As our children take these gag-worthy benchmarks in Kingsport, I want you to hear me on this, teachers and parents and admin. God made our children. They are fearfully and wonderfully made. They were knit together with His hands. So, whatever score they get, your child is more than that number. We cannot measure God’s handiwork anymore than we can measure God himself. I am sorry our children have to experience this.

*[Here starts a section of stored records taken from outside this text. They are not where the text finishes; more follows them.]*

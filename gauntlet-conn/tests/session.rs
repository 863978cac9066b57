//! Full fake-client session against an in-memory server double.
//!
//! The "server" here is the test itself: it decodes the frames the client
//! pushed at the loopback transport, answers the handshake, and feeds
//! replication events back in, walking the client through its whole phase
//! machine.

use std::cell::RefCell;
use std::rc::Rc;
use std::time::Duration;

use gauntlet_conn::{
    ConnectionPhase, FakeClient, HarnessFlags, HookRegistry, HookSet, LoopbackTransport, ProbeId,
    VerificationState,
};
use gauntlet_wire::{
    decode_frame, encode_frame, Bunch, ChannelKind, ControlMessage, HarnessCmd, CONTROL_CHANNEL,
};

struct Session {
    client: FakeClient,
    transport: Rc<RefCell<LoopbackTransport>>,
    hooks: Rc<RefCell<HookRegistry>>,
}

fn session(flags: HarnessFlags) -> Session {
    let transport = LoopbackTransport::shared();
    let transport_clone = transport.clone();
    let hooks = Rc::new(RefCell::new(HookRegistry::new()));

    let client = FakeClient::new(
        ProbeId(1),
        flags,
        "127.0.0.1:7787",
        hooks.clone(),
        Box::new(move || Box::new(transport_clone.clone())),
    );

    Session {
        client,
        transport,
        hooks,
    }
}

fn sent_control_messages(transport: &Rc<RefCell<LoopbackTransport>>) -> Vec<ControlMessage> {
    transport
        .borrow()
        .sent_frames()
        .iter()
        .map(|frame| {
            let bunch = decode_frame(frame).expect("client frames decode");
            assert_eq!(bunch.channel, CONTROL_CHANNEL);
            ControlMessage::decode(&bunch.payload).expect("control payload decodes")
        })
        .collect()
}

fn inject_control(session: &mut Session, seq: u32, message: &ControlMessage) {
    let bunch = Bunch::new(CONTROL_CHANNEL, ChannelKind::Control, seq, message.encode())
        .expect("control bunch");
    session
        .transport
        .borrow_mut()
        .inject(encode_frame(&bunch).expect("encode"));
}

#[test]
fn test_full_session_to_execution() {
    let flags = HarnessFlags::LAUNCH_SERVER
        | HarnessFlags::ACCEPT_ACTORS
        | HarnessFlags::ACCEPT_PLAYER_CONTROLLER
        | HarnessFlags::NOTIFY_NET_ACTORS
        | HarnessFlags::REQUIRE_PLAYER_CONTROLLER
        | HarnessFlags::REQUIRE_PAWN;

    let mut session = session(flags);
    let executions = Rc::new(RefCell::new(0));
    let executions_clone = executions.clone();
    session
        .client
        .set_payload(move |_| *executions_clone.borrow_mut() += 1);

    session.client.connect(Duration::ZERO).expect("connect");
    assert_eq!(session.client.phase(), ConnectionPhase::AwaitingRequirements);

    // The server double sees a decodable Hello / Login / Join handshake,
    // every bunch reliable with strictly increasing sequence numbers
    let frames = session.transport.borrow().sent_frames().to_vec();
    let mut last_seq = 0;
    for frame in &frames {
        let bunch = decode_frame(frame).expect("decode");
        assert!(bunch.reliable);
        assert!(bunch.seq > last_seq);
        last_seq = bunch.seq;
    }
    let messages = sent_control_messages(&session.transport);
    assert!(matches!(messages[0], ControlMessage::Hello { .. }));
    assert!(matches!(messages[1], ControlMessage::Login { .. }));
    assert!(matches!(messages[2], ControlMessage::Join));

    // Server accepts actor channels for the player and pawn
    assert!(session.client.on_channel_open_request(ChannelKind::Actor, 2));
    session.client.on_actor_replicated("GamePlayerController", 2);
    assert_eq!(*executions.borrow(), 0);

    assert!(session.client.on_channel_open_request(ChannelKind::Actor, 3));
    session.client.on_actor_replicated("DefaultPawn", 3);

    // The second event completed the mask; the payload ran exactly once
    assert_eq!(*executions.borrow(), 1);
    assert_eq!(session.client.phase(), ConnectionPhase::Executing);

    // The world tracked both replicated actors
    let world = session.client.world().expect("world");
    assert_eq!(world.actors.len(), 2);
    assert!(world.pending_actor_channels().is_empty());
}

#[test]
fn test_ping_pong_over_the_wire() {
    let flags = HarnessFlags::LAUNCH_SERVER | HarnessFlags::REQUIRE_PING;
    let mut session = session(flags);
    session.client.connect(Duration::ZERO).expect("connect");

    let messages = sent_control_messages(&session.transport);
    assert!(messages
        .iter()
        .any(|m| matches!(m, ControlMessage::Harness(HarnessCmd::Ping, _))));
    assert_eq!(session.client.phase(), ConnectionPhase::AwaitingRequirements);

    // Pong comes back through the raw transport and the decode path
    inject_control(
        &mut session,
        1,
        &ControlMessage::Harness(HarnessCmd::Pong, String::new()),
    );
    session.client.net_tick(Duration::from_millis(16));

    assert_eq!(session.client.phase(), ConnectionPhase::Executing);
}

#[test]
fn test_acks_retire_pending_control_bunches() {
    let mut session = session(HarnessFlags::LAUNCH_SERVER);
    session.client.connect(Duration::ZERO).expect("connect");

    let outstanding = session
        .client
        .connection()
        .expect("connection")
        .channel(CONTROL_CHANNEL)
        .expect("control channel")
        .outstanding();
    assert_eq!(outstanding, 3); // Hello, Login, Join

    let conn = session.client.connection_mut().expect("connection");
    let last_seq = conn.channel(CONTROL_CHANNEL).expect("control").out_seq();
    conn.ack(CONTROL_CHANNEL, last_seq);
    assert_eq!(
        conn.channel(CONTROL_CHANNEL).expect("control").outstanding(),
        0
    );

    // Nothing left to resend
    let frames_before = session.transport.borrow().sent_frames().len();
    session.client.net_tick(Duration::from_secs(5));
    assert_eq!(session.transport.borrow().sent_frames().len(), frames_before);
}

#[test]
fn test_unacked_handshake_resends_after_wait() {
    let mut session = session(HarnessFlags::LAUNCH_SERVER);
    session.client.connect(Duration::ZERO).expect("connect");

    let frames_after_handshake = session.transport.borrow().sent_frames().len();

    // Within the wait: quiet
    session.client.net_tick(Duration::from_millis(500));
    assert_eq!(
        session.transport.borrow().sent_frames().len(),
        frames_after_handshake
    );

    // Past the wait: the three unacked handshake bunches go out again
    session.client.net_tick(Duration::from_millis(1500));
    assert_eq!(
        session.transport.borrow().sent_frames().len(),
        frames_after_handshake * 2
    );
}

#[test]
fn test_control_observer_sees_messages_by_probe_id() {
    let mut session = session(HarnessFlags::LAUNCH_SERVER);

    let seen = Rc::new(RefCell::new(Vec::new()));
    let seen_clone = seen.clone();
    session.hooks.borrow_mut().register(
        ProbeId(1),
        HookSet::new().on_control(move |ctx, message| {
            assert_eq!(ctx.probe, ProbeId(1));
            seen_clone.borrow_mut().push(message.clone());
        }),
    );

    session.client.connect(Duration::ZERO).expect("connect");
    inject_control(
        &mut session,
        1,
        &ControlMessage::Harness(HarnessCmd::NotifyEvent, "RoundStart".into()),
    );
    session.client.net_tick(Duration::from_millis(16));

    let seen = seen.borrow();
    assert_eq!(seen.len(), 1);
    assert!(
        matches!(&seen[0], ControlMessage::Harness(HarnessCmd::NotifyEvent, event) if event == "RoundStart")
    );
}

#[test]
fn test_disconnect_without_reconnect_flag_fails_probe() {
    let mut session = session(HarnessFlags::LAUNCH_SERVER);
    session.client.connect(Duration::ZERO).expect("connect");

    session
        .client
        .on_network_failure("connection reset by peer", Duration::from_secs(1))
        .expect("failure handling");

    assert_eq!(
        session.client.verdict(),
        VerificationState::VerifiedNeedsUpdate
    );
    assert!(session.client.connection().is_none());
    assert!(session.client.world().is_none());

    // Cleanup after the failure teardown is still idempotent
    session.client.cleanup();
    assert!(session.client.connection().is_none());
}
/// Admits, runs and retires probe instances.
pub struct Scheduler<O: ProcessOrchestrator> {
    config: SchedulerConfig,
    orchestrator: O,
    memory: Box<dyn MemoryProbe>,
    env: Box<dyn EnvironmentProfile>,
    hooks: Rc<RefCell<HookRegistry>>,
    transports: TransportProvider,

    pending: VecDeque<ProbeDescriptor>,
    active: Vec<Probe>,
    completed: Vec<ProbeRecord>,
    aborted_counts: HashMap<String, u32>,
    unsupported: Vec<(String, String)>,
    stats_store: HashMap<String, (u64, Duration)>,

    next_probe_id: u64,
    port_offset: u16,
    aborted_first_run: bool,
    eviction_cooldown: u32,
    usage_at_cooldown: u64,
    last_net_tick: Option<Duration>,
    last_status_dump: Option<Duration>,
}

impl<O: ProcessOrchestrator> Scheduler<O> {
    /// Scheduler over an orchestrator, memory probe and environment,
    /// using in-memory loopback transports.
    pub fn new(
        config: SchedulerConfig,
        orchestrator: O,
        memory: impl MemoryProbe + 'static,
        env: impl EnvironmentProfile + 'static,
    ) -> Self {
        Self::with_transports(
            config,
            orchestrator,
            memory,
            env,
            Box::new(|_| Box::new(|| Box::new(LoopbackTransport::new()))),
        )
    }

    /// Scheduler with a custom transport provider.
    pub fn with_transports(
        config: SchedulerConfig,
        orchestrator: O,
        memory: impl MemoryProbe + 'static,
        env: impl EnvironmentProfile + 'static,
        transports: TransportProvider,
    ) -> Self {
        Self {
            config,
            orchestrator,
            memory: Box::new(memory),
            env: Box::new(env),
            hooks: Rc::new(RefCell::new(HookRegistry::new())),
            transports,
            pending: VecDeque::new(),
            active: Vec::new(),
            completed: Vec::new(),
            aborted_counts: HashMap::new(),
            unsupported: Vec::new(),
            stats_store: HashMap::new(),
            next_probe_id: 0,
            port_offset: 0,
            aborted_first_run: false,
            eviction_cooldown: 0,
            usage_at_cooldown: 0,
            last_net_tick: None,
            last_status_dump: None,
        }
    }

    /// Typed access to the orchestrator (tests script it through this).
    pub fn orchestrator_mut(&mut self) -> &mut O {
        &mut self.orchestrator
    }

    /// The shared hook registry; extra hooks can be installed per probe id.
    pub fn hooks(&self) -> Rc<RefCell<HookRegistry>> {
        self.hooks.clone()
    }

    /// Seed previous-run memory statistics for a probe name.
    pub fn set_prior_stats(&mut self, name: impl Into<String>, peak: u64, time_to_peak: Duration) {
        self.stats_store.insert(name.into(), (peak, time_to_peak));
    }

    /// Number of active instances.
    pub fn active_count(&self) -> usize {
        self.active.len()
    }

    /// Number of queued descriptors.
    pub fn pending_count(&self) -> usize {
        self.pending.len()
    }

    /// Records of completed (non-aborted) runs so far.
    pub fn completed(&self) -> &[ProbeRecord] {
        &self.completed
    }

    /// Borrow an active probe by name.
    pub fn active_probe(&self, name: &str) -> Option<&Probe> {
        self.active.iter().find(|p| p.name() == name)
    }

    /// Queue a probe for execution.
    ///
    /// Rejects invalid descriptors, probes that do not support the target
    /// environment (grouped into the final summary), and duplicates.
    pub fn queue(&mut self, descriptor: ProbeDescriptor) -> bool {
        if let Err(error) = descriptor.validate() {
            tracing::error!(%error, probe = %descriptor.name, "failed to validate probe");
            return false;
        }

        if !descriptor.supports(self.env.name()) {
            let reason = format!("does not support environment '{}'", self.env.name());
            tracing::warn!(probe = %descriptor.name, %reason, "probe unsupported");
            self.unsupported.push((descriptor.name.clone(), reason));
            return false;
        }

        let already_queued = self.pending.iter().any(|d| d.name == descriptor.name)
            || self.active.iter().any(|p| p.name() == descriptor.name);
        if already_queued {
            tracing::info!(probe = %descriptor.name, "probe already queued or active");
            return false;
        }

        tracing::info!(probe = %descriptor.name, "queued probe for execution");
        self.pending.push_back(descriptor);
        true
    }

    fn max_physical(&self) -> u64 {
        self.memory.total_physical() / 100 * u64::from(self.config.max_memory_percent)
    }

    fn evict_physical(&self) -> u64 {
        self.memory.total_physical() / 100 * u64::from(self.config.evict_memory_percent)
    }

    /// Whether a candidate fits the concurrency and memory limits.
    fn within_limits(&self, candidate: &ProbeDescriptor, now: Duration) -> bool {
        if let Some(cap) = self.config.max_active {
            if self.active.len() >= cap {
                return false;
            }
        }

        // First-run instances have no stats, so the projection cannot see
        // them; cap their count, strictly once one had to be aborted
        let first_run_cap = if self.aborted_first_run {
            2
        } else {
            self.config.max_active.unwrap_or(4)
        };
        let first_run_count = self.active.iter().filter(|p| p.stats().first_time).count();
        if first_run_count >= first_run_cap {
            return false;
        }

        let total = self.memory.total_physical();
        if total == 0 {
            // No memory numbers on this platform; count cap only
            return true;
        }

        let used = self.memory.used_physical();
        let limit = self.max_physical();
        if used >= limit {
            return false;
        }

        // Worst-case projection over active instances plus the candidate
        let mut instances: Vec<InstanceProjection> =
            self.active.iter().map(|p| p.stats().projection()).collect();
        if let Some(&(peak, time_to_peak)) = self.stats_store.get(&candidate.name) {
            instances.push(InstanceProjection {
                start_time: now,
                time_to_peak,
                peak,
                current: 0,
            });
        }

        let projected = projected_system_peak(used, &instances);
        if projected >= limit {
            tracing::debug!(
                probe = %candidate.name,
                projected_mb = projected / (1024 * 1024),
                limit_mb = limit / (1024 * 1024),
                "admission denied by memory projection"
            );
            return false;
        }

        true
    }

    /// Kick off queued probes, in order, while limits allow.
    pub fn poll_queue(&mut self, now: Duration) {
        let mut index = 0;
        while index < self.pending.len() {
            let fits = self.active.is_empty() || {
                let candidate = &self.pending[index];
                self.within_limits(candidate, now)
            };

            if !fits {
                // Doesn't fit; see if a later, smaller probe does
                index += 1;
                continue;
            }

            let Some(descriptor) = self.pending.remove(index) else {
                break;
            };
            self.launch(descriptor, now);
        }
    }

    fn launch(&mut self, descriptor: ProbeDescriptor, now: Duration) {
        self.next_probe_id += 1;
        let id = ProbeId(self.next_probe_id);

        let port = self.config.base_port + 50 + self.port_offset * 10;
        self.port_offset += 1;

        let prior = self.stats_store.get(&descriptor.name).copied();
        let transport_factory = (self.transports)(&descriptor);
        let server_addr = format!("127.0.0.1:{port}");
        let name = descriptor.name.clone();

        let mut probe = Probe::new(
            descriptor,
            id,
            server_addr,
            self.hooks.clone(),
            transport_factory,
            prior,
            self.next_probe_id,
            now,
        );

        match probe.start(&mut self.orchestrator, self.env.as_ref(), port, now) {
            Ok(()) => {
                tracing::info!(probe = %name, "started probe");
                self.active.push(probe);
            }
            Err(error) => {
                tracing::error!(probe = %name, %error, "failed to kick off probe");
                self.hooks.borrow_mut().deregister(id);
            }
        }
    }

    /// One cooperative driver tick.
    pub fn tick(&mut self, now: Duration) {
        // Per-frame hooks, in sequence
        for probe in &mut self.active {
            probe.tick(&mut self.orchestrator, now);
        }

        // Fixed-interval net tick for flushing the simulated connections
        let net_due = match self.last_net_tick {
            None => true,
            Some(last) => now.saturating_sub(last) >= self.config.net_tick_interval,
        };
        if net_due {
            self.last_net_tick = Some(now);
            for probe in &mut self.active {
                probe.net_tick(now);
            }
        }

        // Post-tick checks
        for probe in &mut self.active {
            probe.post_tick(&mut self.orchestrator, now);
        }

        self.sweep_finished(now);
        self.enforce_memory_ceiling(now);
        self.poll_queue(now);
        self.dump_status(now);
    }

    /// Retire finished instances and record their results.
    fn sweep_finished(&mut self, now: Duration) {
        let mut index = 0;
        while index < self.active.len() {
            if !self.active[index].is_finished() {
                index += 1;
                continue;
            }

            let probe = self.active.remove(index);
            let stats = probe.stats().clone();

            if probe.aborted() {
                tracing::warn!(probe = %probe.name(), "aborted probe");
                *self.aborted_counts.entry(probe.name().to_string()).or_insert(0) += 1;

                if stats.first_time {
                    self.aborted_first_run = true;
                }
                if self.config.allow_requeue {
                    self.pending.push_back(probe.descriptor().clone());
                }
            } else {
                if stats.peak > 0 {
                    self.stats_store
                        .insert(probe.name().to_string(), (stats.peak, stats.time_to_peak));
                }

                let record = ProbeRecord {
                    name: probe.name().to_string(),
                    expected: probe.descriptor().expected_for(self.env.name()),
                    actual: probe.verdict(),
                    aborted: false,
                    duration: now.saturating_sub(probe.started_at()),
                    first_time_stats: stats.first_time,
                };
                record.log();
                self.completed.push(record);
            }
        }

        // A retirement may have made room; the caller polls the queue next
    }

    /// Abort the newest instances until usage projects back under the
    /// eviction ceiling, then cool down while memory stats settle.
    fn enforce_memory_ceiling(&mut self, _now: Duration) {
        let total = self.memory.total_physical();
        if total == 0 {
            return;
        }

        let used = self.memory.used_physical();

        if self.eviction_cooldown > 0 {
            self.eviction_cooldown -= 1;
            // Memory climbing again ends the cooldown immediately
            if used > self.usage_at_cooldown {
                self.eviction_cooldown = 0;
            }
            if self.eviction_cooldown > 0 {
                return;
            }
        }

        let ceiling = self.evict_physical();
        if self.active.is_empty() || used <= ceiling {
            return;
        }

        tracing::warn!(
            used_mb = used / (1024 * 1024),
            limit_mb = ceiling / (1024 * 1024),
            "memory limit exceeded, closing probes"
        );

        self.eviction_cooldown = self.config.eviction_cooldown_ticks;
        self.usage_at_cooldown = used;

        let mut overshoot = used - ceiling;

        // Most recently started first; launch order breaks start-time ties
        let mut order: Vec<usize> = (0..self.active.len()).collect();
        order.sort_by_key(|&i| {
            std::cmp::Reverse((self.active[i].started_at(), self.active[i].id().0))
        });

        for index in order {
            let reclaimed = self.active[index].stats().current;
            self.active[index].abort(&mut self.orchestrator);

            if reclaimed < overshoot {
                overshoot -= reclaimed;
            } else {
                break;
            }
        }
    }

    fn dump_status(&mut self, now: Duration) {
        if self.active.is_empty() && self.pending.is_empty() {
            self.last_status_dump = None;
            return;
        }

        let due = match self.last_status_dump {
            None => false, // arm the timer on the first busy tick
            Some(last) => now.saturating_sub(last) >= Duration::from_secs(10),
        };

        if self.last_status_dump.is_none() {
            self.last_status_dump = Some(now);
            return;
        }

        if due {
            self.last_status_dump = Some(now);

            let total_memory: u64 = self.active.iter().map(|p| p.stats().current).sum();
            tracing::info!("probe status:");
            tracing::info!("- active probes: {}", self.active.len());
            for probe in &self.active {
                tracing::info!(
                    "    - {} (memory usage: {}MB)",
                    probe.name(),
                    probe.stats().current / (1024 * 1024)
                );
            }
            tracing::info!("- total probe memory usage: {}MB", total_memory / (1024 * 1024));
            tracing::info!("- pending probes: {}", self.pending.len());
        }
    }

    /// Abort everything still active and drain the queue.
    pub fn abort_all(&mut self, now: Duration) {
        self.pending.clear();
        for probe in &mut self.active {
            probe.abort(&mut self.orchestrator);
        }
        self.sweep_finished(now);
    }

    /// Whether any work remains.
    pub fn is_idle(&self) -> bool {
        self.active.is_empty() && self.pending.is_empty()
    }

    /// Grouped results of the whole run.
    pub fn final_summary(&self) -> FinalSummary {
        FinalSummary {
            unsupported: self.unsupported.clone(),
            aborted: self.aborted_counts.clone(),
            completed: self.completed.clone(),
        }
    }

    /// Drive ticks on the runtime until idle or shut down.
    ///
    /// Subprocess log pumps run concurrently on the same thread; this loop
    /// never blocks on them.
    pub async fn run(&mut self, shutdown: CancellationToken) -> FinalSummary {
        let start = tokio::time::Instant::now();
        let mut interval = tokio::time::interval(self.config.net_tick_interval);

        loop {
            if self.is_idle() {
                break;
            }

            tokio::select! {
                _ = shutdown.cancelled() => {
                    tracing::warn!("shutdown requested, aborting active probes");
                    // Requeueing during shutdown would spin forever
                    self.config.allow_requeue = false;
                    self.abort_all(start.elapsed());
                    break;
                }
                _ = interval.tick() => {
                    self.tick(start.elapsed());
                }
            }
        }

        let summary = self.final_summary();
        tracing::info!("\n{summary}");
        summary
    }
}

I stumbled across the movie Gifted during this past year. I am not sure how this movie escaped me the first time around. Along with CODA(subject of a future post), these are my new, favorite movies about innovators in education. <<<spoilers ahead>>>
Mary is gifted, a genius in fact. Her mom was a world class mathematician. Her Uncle Frank has been raising her. Roberta Taylor, played by the ever brilliant Octavia Spencer, has reservations about sending Mary to public schools. Why? In real life, our schools struggle to handle children if they don’t fit into cookie-cutter molds. We see children as human capital instead of uniquely talented human beings. No test can quantify that goodness. Frank wants Mary to have friends and to learn the value of being around other children. Frank knew that there were important things about “school” that couldn’t be measured. Mary would be taken from Frank, because others were afraid her mind would be wasted.
Your kids are gifted by God with a unique purpose in this life. No benchmark is going to fully know who your children are. They can’t predict their future. In 2 Samuel 24, David counts God’s people as a way to show his own power instead of depending on God’s power. A pestilence strikes the land. It was halted at Araunah’s threshing floor. David would build an altar there, and it was there that God’s temple would be built. Threshing is a way of sifting wheat. It is a fitting symbolic place.
I used to enjoy benchmark assessments. They were laid back, and didn’t take so much time to administer. Now, they have blossomed into a monstrosity which gobbles up instructional time. It is kind of like a joke which has been taken too far – it was funny once, and now it’s lost its purpose. I do believe that God is sifting those educators (who are wise enough to know that constantly trying to quantify student learning is both impossible and a journey into emptiness) from those who foolishly embrace this practice.
I will close with this. What do we value in our education system? Do we value how well students can take an assessment? Or do we value if they can think for themselves? Do we value creating learning environments which can help them think, to discover who they are and who they are meant to be? Or do we value the ability to take a standardized test?
I do think it is important to check to see if our teaching is collectively effective, but just maybe at 5% of what we have now. If it were up to me, at the most I would give non-punitive assessments at the end of 5th, 8th, and 12th grades – and only one time during those years. The rest of the time? We would simply learn, and enjoy discovering this great big world that God has gifted us.
Near the end of Gifted, Mary wants to know how excited people were when she was born. Frank takes her to a delivery room at the hospital to see the joy that families experience when children are born. It was experiential teaching. Mary was filled with overwhelming joy in seeing the reaction of total strangers celebrating the life of a new baby. Mission accomplished. No common or standardized assessment needed.
What do we value? Do we value rich experiences which cannot be quantified, or do we value lesser benchmark driven instruction which puts labels and glass ceilings on children?
Ironically, Evelyn Adler, the antagonist in the movie, leaves us with this pearl of wisdom…
“Never get on the bad side of small-minded people who have a little authority.”
Amen to that.
Our children were made in the image of an infinite being who loves us infinitely. His greatest creation, mankind, is full of strands of DNA, emotion, and creative brilliance. They were never meant to be benchmarked this frequently or maybe even – ever. If believe that we are made God’s image, then who we are…the good that we are capable of…our purpose in His plan…cannot be measured by human hands.